DStretch Tutorials - Getting started
DStretch Tutorials - Modifying the Default Enhancements
DStretch Tutorials - Batch Mode
DStretch Tutorials - Removing the Wild and Crazy Colors

Please do not email me and ask me for locations of rock art, I will not reply to you.

Sunday, October 28, 2012

Rockhouse Canyon 4 Day Backpack Trip - ABDSP

One of my Bighorn Sheep Count partners invited me on a 4 day backpack trip thru Rockhouse Canyon and the lower Santa Rosa Mountains area. He has been hiking in that area for many years and knows a lot about the area. Rockhouse Canyon / Valley have an interesting history with the early cowboys of the Anza Borrego desert and the indians who called it their home. One great book you can read is Old Time Cattlemen and Other Pioneers of the Anza-Borrego Area by Lester Reed

I got out to the Butler Canyon / Rockhouse Canyon junction a little early so I decide to go explore Butler Canyon a bit.
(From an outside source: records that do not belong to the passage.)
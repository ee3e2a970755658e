//! HTTP client for the remote table-query gateway.

use reqwest::header::{HeaderMap, HeaderValue, AUTHORIZATION};
use reqwest::Client;
use serde::de::DeserializeOwned;
use serde::{Deserialize, Serialize};
use tracing::debug;
use uuid::Uuid;

use kitchen_core::error::DomainError;
use kitchen_shared::config::GatewaySettings;

use super::query::SelectQuery;

/// The gateway answers errors with a human-readable message field; that
/// text is surfaced to the user as-is.
#[derive(Debug, Deserialize)]
struct GatewayErrorBody {
    message: String,
}

#[derive(Clone)]
pub struct GatewayClient {
    http: Client,
    base_url: String,
}

impl GatewayClient {
    pub fn new(settings: &GatewaySettings) -> Result<Self, DomainError> {
        let mut headers = HeaderMap::new();
        let api_key = HeaderValue::from_str(&settings.api_key)
            .map_err(|e| DomainError::InternalError(format!("Invalid gateway API key: {e}")))?;
        headers.insert("apikey", api_key);
        let bearer = HeaderValue::from_str(&format!("Bearer {}", settings.api_key))
            .map_err(|e| DomainError::InternalError(format!("Invalid gateway API key: {e}")))?;
        headers.insert(AUTHORIZATION, bearer);

        let http = Client::builder()
            .timeout(std::time::Duration::from_secs(settings.timeout_seconds))
            .default_headers(headers)
            .build()
            .map_err(|e| DomainError::InternalError(format!("HTTP client build failed: {e}")))?;

        Ok(Self {
            http,
            base_url: settings.base_url.trim_end_matches('/').to_string(),
        })
    }

    fn table_url(&self, table: &str) -> String {
        format!("{}/rest/v1/{}", self.base_url, table)
    }

    pub async fn select<T: DeserializeOwned>(
        &self,
        query: &SelectQuery,
    ) -> Result<Vec<T>, DomainError> {
        debug!("Gateway select from {}", query.table_name());
        let response = self
            .http
            .get(self.table_url(query.table_name()))
            .query(&query.query_pairs())
            .send()
            .await
            .map_err(|e| DomainError::GatewayError(e.to_string()))?;

        let response = Self::check(response).await?;
        response
            .json()
            .await
            .map_err(|e| DomainError::GatewayError(format!("Malformed gateway response: {e}")))
    }

    pub async fn select_one<T: DeserializeOwned>(
        &self,
        query: SelectQuery,
    ) -> Result<Option<T>, DomainError> {
        let rows: Vec<T> = self.select(&query.single()).await?;
        Ok(rows.into_iter().next())
    }

    pub async fn insert<B: Serialize + ?Sized, T: DeserializeOwned>(
        &self,
        table: &str,
        body: &B,
    ) -> Result<T, DomainError> {
        debug!("Gateway insert into {}", table);
        let response = self
            .http
            .post(self.table_url(table))
            .header("Prefer", "return=representation")
            .json(body)
            .send()
            .await
            .map_err(|e| DomainError::GatewayError(e.to_string()))?;

        let response = Self::check(response).await?;
        let mut rows: Vec<T> = response
            .json()
            .await
            .map_err(|e| DomainError::GatewayError(format!("Malformed gateway response: {e}")))?;
        if rows.is_empty() {
            return Err(DomainError::GatewayError(
                "Insert returned no representation".to_string(),
            ));
        }
        Ok(rows.remove(0))
    }

    /// Update the row matching `id`. `None` when no row matched.
    pub async fn update_by_id<B: Serialize + ?Sized, T: DeserializeOwned>(
        &self,
        table: &str,
        id: &Uuid,
        body: &B,
    ) -> Result<Option<T>, DomainError> {
        debug!("Gateway update {} id={}", table, id);
        let response = self
            .http
            .patch(self.table_url(table))
            .query(&[("id", format!("eq.{id}"))])
            .header("Prefer", "return=representation")
            .json(body)
            .send()
            .await
            .map_err(|e| DomainError::GatewayError(e.to_string()))?;

        let response = Self::check(response).await?;
        let rows: Vec<T> = response
            .json()
            .await
            .map_err(|e| DomainError::GatewayError(format!("Malformed gateway response: {e}")))?;
        Ok(rows.into_iter().next())
    }

    pub async fn delete_by_ids(&self, table: &str, ids: &[Uuid]) -> Result<(), DomainError> {
        if ids.is_empty() {
            return Ok(());
        }
        debug!("Gateway delete from {} ({} rows)", table, ids.len());
        let filter = if ids.len() == 1 {
            format!("eq.{}", ids[0])
        } else {
            let joined = ids
                .iter()
                .map(Uuid::to_string)
                .collect::<Vec<_>>()
                .join(",");
            format!("in.({joined})")
        };
        let response = self
            .http
            .delete(self.table_url(table))
            .query(&[("id", filter)])
            .send()
            .await
            .map_err(|e| DomainError::GatewayError(e.to_string()))?;

        Self::check(response).await.map(|_| ())
    }

    async fn check(response: reqwest::Response) -> Result<reqwest::Response, DomainError> {
        if response.status().is_success() {
            return Ok(response);
        }
        let status = response.status();
        let body = response.text().await.unwrap_or_default();
        let message = match serde_json::from_str::<GatewayErrorBody>(&body) {
            Ok(parsed) => parsed.message,
            Err(_) if !body.is_empty() => body,
            Err(_) => format!("Gateway returned {status}"),
        };
        Err(DomainError::GatewayError(message))
    }
}

#[cfg(test)]
mod tests {
    use super::*;
    use kitchen_shared::types::SortDirection;
    use serde_json::json;
    use wiremock::matchers::{header, method, path, query_param};
    use wiremock::{Mock, MockServer, ResponseTemplate};

    #[derive(Debug, Deserialize, PartialEq)]
    struct NamedRow {
        id: Uuid,
        name: String,
    }

    async fn client_for(server: &MockServer) -> GatewayClient {
        GatewayClient::new(&GatewaySettings {
            base_url: server.uri(),
            api_key: "test-key".to_string(),
            timeout_seconds: 5,
        })
        .unwrap()
    }

    #[tokio::test]
    async fn test_select_sends_filters_and_auth_headers() {
        let server = MockServer::start().await;
        let row_id = Uuid::new_v4();
        Mock::given(method("GET"))
            .and(path("/rest/v1/kitchens"))
            .and(header("apikey", "test-key"))
            .and(query_param("select", "*"))
            .and(query_param("is_active", "eq.true"))
            .and(query_param("order", "sort_order.asc"))
            .respond_with(ResponseTemplate::new(200).set_body_json(json!([
                {"id": row_id, "name": "Noodle Bar"}
            ])))
            .mount(&server)
            .await;

        let client = client_for(&server).await;
        let query = SelectQuery::table("kitchens")
            .eq("is_active", true)
            .order("sort_order", SortDirection::Ascending);
        let rows: Vec<NamedRow> = client.select(&query).await.unwrap();
        assert_eq!(rows.len(), 1);
        assert_eq!(rows[0].name, "Noodle Bar");
    }

    #[tokio::test]
    async fn test_select_one_returns_none_on_empty_result() {
        let server = MockServer::start().await;
        Mock::given(method("GET"))
            .and(path("/rest/v1/kitchens"))
            .respond_with(ResponseTemplate::new(200).set_body_json(json!([])))
            .mount(&server)
            .await;

        let client = client_for(&server).await;
        let row: Option<NamedRow> = client
            .select_one(SelectQuery::table("kitchens").eq("id", Uuid::new_v4()))
            .await
            .unwrap();
        assert!(row.is_none());
    }

    #[tokio::test]
    async fn test_insert_returns_representation() {
        let server = MockServer::start().await;
        let row_id = Uuid::new_v4();
        Mock::given(method("POST"))
            .and(path("/rest/v1/locations"))
            .and(header("Prefer", "return=representation"))
            .respond_with(ResponseTemplate::new(201).set_body_json(json!([
                {"id": row_id, "name": "Downtown"}
            ])))
            .mount(&server)
            .await;

        let client = client_for(&server).await;
        let created: NamedRow = client
            .insert("locations", &json!({"id": row_id, "name": "Downtown"}))
            .await
            .unwrap();
        assert_eq!(created, NamedRow { id: row_id, name: "Downtown".to_string() });
    }

    #[tokio::test]
    async fn test_gateway_error_message_is_surfaced_verbatim() {
        let server = MockServer::start().await;
        Mock::given(method("GET"))
            .and(path("/rest/v1/kitchens"))
            .respond_with(ResponseTemplate::new(400).set_body_json(json!(
                {"message": "column kitchens.bogus does not exist"}
            )))
            .mount(&server)
            .await;

        let client = client_for(&server).await;
        let result: Result<Vec<NamedRow>, _> =
            client.select(&SelectQuery::table("kitchens")).await;
        match result {
            Err(DomainError::GatewayError(message)) => {
                assert_eq!(message, "column kitchens.bogus does not exist");
            }
            other => panic!("expected gateway error, got {other:?}"),
        }
    }
}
The road going in had about a mile long stretch of deep soft sand around Alcoholic Pass, I needed 4WD for sure in my big truck.

Heading up Butler Canyon I found this old hand cart. If you have been up there before you too have probably seen it.
Old hand cart in Butler Canyon
Old hand cart in Butler Canyon

I saw there was a BM named "House" on the topo map so I thought I would go try to find it, that was when I bagged my first balloon bundle of the trip. These were a pain in the ass to get off the cholla and there was some bloodshed for my efforts
Balloon cluster on a Cholla next to the House BM

All three BM's were there and even a register! The last entry was Feb 2012 from the always present Monday Maniacs.
House BM
House BM Register. Monday Maniacs are everywhere!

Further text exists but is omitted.